Book of Mae’Bul begins with “The Enjoli Moon,” a tender ballad that allows Jones to unfurl its melody slowly and with great care. He allows the notes to flow through the horn almost as though a balloon is deflating, never hurrying to the next one but wringing all the harmonic energy out of each before proceeding. Mitchell’s piano playing follows his example, and Smith’s drumming, while energetic and occasionally even aggressive, never overpowers the piece. Dunn is a subdued presence, taking only the briefest of solos with delicate support from Mitchell.
As the album progresses through its eight tracks, the tenderness manifested in “The Enjoli Moon” fades, replaced with a muscle-flexing tension that makes Book of Mae’Bul a “difficult” listen, in that it demands that you engage with it. It will not sit in the background. Jones, Dunn and Smith—more than Mitchell, though he does it too—play with great force, even on slow pieces. They don’t go for stereotypical “free jazz” blare, of course. The saxophonist isn’t interested in that, and neither is Smith. There’s a moment toward the end of “Be Patient With Me” where he rolls across the toms in almost direct imitation of Elvin Jones backing John Coltrane in 1964, but otherwise, he seems determined—without making it into a Thing—to do the unexpected, to react in a way that a typical “jazz drummer” would not, even as the music remains firmly rooted in jazz.
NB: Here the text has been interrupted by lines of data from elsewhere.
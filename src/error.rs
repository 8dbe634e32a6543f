use thiserror::Error;

/// One file that failed its direct-to-storage PUT.
#[derive(Debug, Clone, PartialEq, Eq)]
pub struct TransferFailure {
    /// Sanitized filename the upload target was issued for.
    pub filename: String,
    /// Storage or transport message, backend text where available.
    pub message: String,
}

impl std::fmt::Display for TransferFailure {
    fn fmt(&self, f: &mut std::fmt::Formatter<'_>) -> std::fmt::Result {
        write!(f, "{}: {}", self.filename, self.message)
    }
}

/// Complere upload-and-analyze client errors
#[derive(Debug, Error)]
pub enum AnalysisError {
    /// Caller input insufficient (no files and no message); surfaced before
    /// any network call is made
    #[error("Validation error: {0}")]
    Validation(String),

    /// No session token available, or the backend answered 401 mid-flow
    #[error("Authentication error: {0}")]
    Auth(String),

    /// Upload-URL negotiation rejected or returned an incomplete target list
    #[error("Upload URL error: {0}")]
    UploadUrl(String),

    /// One or more storage PUTs failed; the whole run is aborted.
    /// `abandoned_paths` lists sibling files that had already uploaded;
    /// pre-signed URLs carry no delete capability, so those objects stay
    /// behind in storage.
    #[error("Transfer error: {} upload(s) failed", .failures.len())]
    Transfer {
        failures: Vec<TransferFailure>,
        abandoned_paths: Vec<String>,
    },

    /// Analysis Job Service rejected the create call
    #[error("Job submission error: {0}")]
    JobSubmission(String),

    /// Poll budget exhausted while the job stayed in the generating state;
    /// the job may still complete asynchronously on the backend
    #[error("Analysis still processing after {attempts} status checks")]
    PollTimeout { attempts: u32 },

    /// A second run was requested while one is already in flight
    #[error("Analysis request already in progress")]
    InFlight,

    /// Configuration file errors
    #[error("Configuration error: {0}")]
    Config(String),

    /// I/O errors
    #[error("I/O error: {0}")]
    Io(#[from] std::io::Error),

    /// JSON serialization errors
    #[error("JSON error: {0}")]
    Json(#[from] serde_json::Error),

    /// HTTP request errors
    #[error("HTTP error: {0}")]
    Http(#[from] reqwest::Error),
}

impl AnalysisError {
    /// True for failures that require the user to sign in again.
    pub fn is_auth(&self) -> bool {
        matches!(self, AnalysisError::Auth(_))
    }

    /// True when the job might still finish on the backend even though the
    /// client gave up waiting. Callers should word this as "still
    /// processing" rather than as a hard failure.
    pub fn may_still_complete(&self) -> bool {
        matches!(self, AnalysisError::PollTimeout { .. })
    }
}

/// Convert AnalysisError to String for host-app command handlers that can
/// only surface string errors to the frontend
impl From<AnalysisError> for String {
    fn from(err: AnalysisError) -> String {
        err.to_string()
    }
}

#[cfg(test)]
mod tests {
    use super::*;

    #[test]
    fn test_error_display() {
        let err = AnalysisError::Validation("no documents and no message".to_string());
        assert_eq!(
            err.to_string(),
            "Validation error: no documents and no message"
        );
    }

    #[test]
    fn test_transfer_display_counts_failures() {
        let err = AnalysisError::Transfer {
            failures: vec![
                TransferFailure {
                    filename: "a.pdf".to_string(),
                    message: "status 500".to_string(),
                },
                TransferFailure {
                    filename: "b.pdf".to_string(),
                    message: "status 503".to_string(),
                },
            ],
            abandoned_paths: vec!["uploads/c.pdf".to_string()],
        };
        assert_eq!(err.to_string(), "Transfer error: 2 upload(s) failed");
    }

    #[test]
    fn test_poll_timeout_is_soft() {
        let err = AnalysisError::PollTimeout { attempts: 45 };
        assert!(err.may_still_complete());
        assert!(!err.is_auth());

        let err = AnalysisError::Auth("session expired".to_string());
        assert!(err.is_auth());
        assert!(!err.may_still_complete());
    }

    #[test]
    fn test_error_conversion_to_string() {
        let err = AnalysisError::Config("missing server URL".to_string());
        let s: String = err.into();
        assert_eq!(s, "Configuration error: missing server URL");
    }
}
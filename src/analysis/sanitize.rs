/// Normalizes a filename before it is offered to the upload-URL service.
///
/// The backend's storage layer mangles Unicode punctuation, so dash and
/// quote variants are folded to ASCII first, then anything outside
/// `[A-Za-z0-9._-]` becomes `_`. Runs of the same separator collapse to
/// one and separators are stripped from the ends of the stem. The file
/// extension is preserved verbatim. Deterministic and idempotent;
/// collision handling is the backend's job, not ours.
pub fn sanitize_filename(name: &str) -> String {
    let (stem, extension) = split_extension(name);

    let folded: String = stem.chars().map(fold_punctuation).collect();

    let replaced: String = folded
        .chars()
        .map(|c| {
            if c.is_ascii_alphanumeric() || matches!(c, '.' | '_' | '-') {
                c
            } else {
                '_'
            }
        })
        .collect();

    // Collapse runs of the same separator ("__" -> "_", "--" -> "-")
    let mut collapsed = String::with_capacity(replaced.len());
    for c in replaced.chars() {
        if matches!(c, '_' | '-') && collapsed.ends_with(c) {
            continue;
        }
        collapsed.push(c);
    }

    let trimmed = collapsed.trim_matches(|c| c == '_' || c == '-');
    let stem_out = if trimmed.is_empty() { "untitled" } else { trimmed };

    match extension {
        Some(ext) => format!("{}.{}", stem_out, ext),
        None => stem_out.to_string(),
    }
}

/// Splits `name` at the last dot. A dot at position 0 (dotfile) or at the
/// very end is not an extension separator.
fn split_extension(name: &str) -> (&str, Option<&str>) {
    match name.rfind('.') {
        Some(idx) if idx > 0 && idx + 1 < name.len() => {
            (&name[..idx], Some(&name[idx + 1..]))
        }
        _ => (name, None),
    }
}

/// Folds typographic dashes and quotes to their ASCII equivalents.
fn fold_punctuation(c: char) -> char {
    match c {
        // Hyphen through horizontal bar, plus minus sign
        '\u{2010}'..='\u{2015}' | '\u{2212}' => '-',
        // Single quotes and prime
        '\u{2018}' | '\u{2019}' | '\u{201A}' | '\u{2032}' => '\'',
        // Double quotes and double prime
        '\u{201C}' | '\u{201D}' | '\u{201E}' | '\u{2033}' => '"',
        _ => c,
    }
}
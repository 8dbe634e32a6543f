use super::types::{AnalysisEvent, AnalysisEventPayload, EventSequence};
use chrono::Utc;
use std::sync::atomic::{AtomicU64, Ordering};
use std::sync::Arc;
use tokio::sync::broadcast;

pub type EventReceiver = broadcast::Receiver<AnalysisEvent>;
pub type EventSender = broadcast::Sender<AnalysisEvent>;

/// Event bus for distributing analysis progress events
#[derive(Clone, Debug)]
pub struct ProgressBus {
    sender: EventSender,
    sequence: Arc<AtomicU64>,
}

impl ProgressBus {
    pub fn new(capacity: usize) -> Self {
        let (sender, _) = broadcast::channel(capacity);
        Self {
            sender,
            sequence: Arc::new(AtomicU64::new(1)),
        }
    }

    /// Publish an event (returns sequence number)
    ///
    /// A run must keep going whether or not anyone is listening, so a send
    /// with zero receivers is not an error here.
    pub fn publish(&self, run_id: &str, payload: AnalysisEventPayload) -> EventSequence {
        let sequence = self.sequence.fetch_add(1, Ordering::SeqCst);

        let event = AnalysisEvent {
            sequence,
            timestamp: Utc::now(),
            run_id: run_id.to_string(),
            payload,
        };

        let _ = self.sender.send(event);
        sequence
    }

    /// Subscribe to events
    pub fn subscribe(&self) -> EventReceiver {
        self.sender.subscribe()
    }

    /// Get current sequence number
    pub fn current_sequence(&self) -> EventSequence {
        self.sequence.load(Ordering::SeqCst)
    }

    /// Get number of active receivers
    pub fn receiver_count(&self) -> usize {
        self.sender.receiver_count()
    }
}

impl Default for ProgressBus {
    fn default() -> Self {
        Self::new(256)
    }
}

#[cfg(test)]
mod tests {
    use super::*;
    use crate::analysis::RunStage;

    #[tokio::test]
    async fn test_bus_publish_subscribe() {
        let bus = ProgressBus::new(100);
        let mut rx = bus.subscribe();

        let payload = AnalysisEventPayload::StageChanged {
            stage: RunStage::Transferring,
        };

        let seq = bus.publish("run-1", payload.clone());
        assert_eq!(seq, 1);

        let event = rx.recv().await.unwrap();
        assert_eq!(event.sequence, 1);
        assert_eq!(event.run_id, "run-1");
        assert_eq!(event.payload_type(), "stage_changed");
    }

    #[tokio::test]
    async fn test_multiple_subscribers() {
        let bus = ProgressBus::new(100);
        let mut rx1 = bus.subscribe();
        let mut rx2 = bus.subscribe();

        let payload = AnalysisEventPayload::PollTick {
            attempt: 3,
            max_attempts: 45,
        };

        bus.publish("run-2", payload);

        let event1 = rx1.recv().await.unwrap();
        let event2 = rx2.recv().await.unwrap();

        assert_eq!(event1.sequence, event2.sequence);
        assert_eq!(event1.run_id, "run-2");
        assert_eq!(event2.run_id, "run-2");
    }

    #[test]
    fn test_publish_without_subscribers_still_sequences() {
        let bus = ProgressBus::new(100);

        let seq1 = bus.publish(
            "run-3",
            AnalysisEventPayload::StageChanged {
                stage: RunStage::Sanitizing,
            },
        );
        let seq2 = bus.publish(
            "run-3",
            AnalysisEventPayload::FileRemoved {
                file_id: "f-1".to_string(),
            },
        );

        assert_eq!(seq1, 1);
        assert_eq!(seq2, 2);
        assert_eq!(bus.current_sequence(), 3);
        assert_eq!(bus.receiver_count(), 0);
    }
}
I think if this music swung more, it would be easier to just relax and enjoy. But there’s a twenty-pound-boots feel to its rhythms and momentum most of the time. And then there’s the final track, “Roosevelt,” which features the entire band but in its final minutes boils down to the interaction between Jones and Smith. The saxophonist is emitting fierce murmuring squeals as the drummer scrapes his cymbals and clatters bits of the kit, and the music—in a surprising bit of studio-craft—slowly fades down to silence, as though this furrowed-brow, AMM-ish back-and-forth could go on indefinitely. (Almost a threat, that.) This track, as much as anything else, encapsulates Book of Mae’bul and the Darius Jones Quartet. They are men doing difficult work, and every note shines with the sweat of their efforts. Which may be why they want you, the listener, to put as much effort into hearing them as they have put into the sounds they make. If you’re up for the challenge, it’s an intense and rewarding album. If you’re not…I totally get that, too. There will be plenty of days where I will scan through the contents of my iPod and go right past this album, thinking, Nope, I need something more basic and elementally fulfilling. Comfort food. But there will be days when I will be damn glad this record exists. If you’re visiting this website, I suspect the same will be true of you.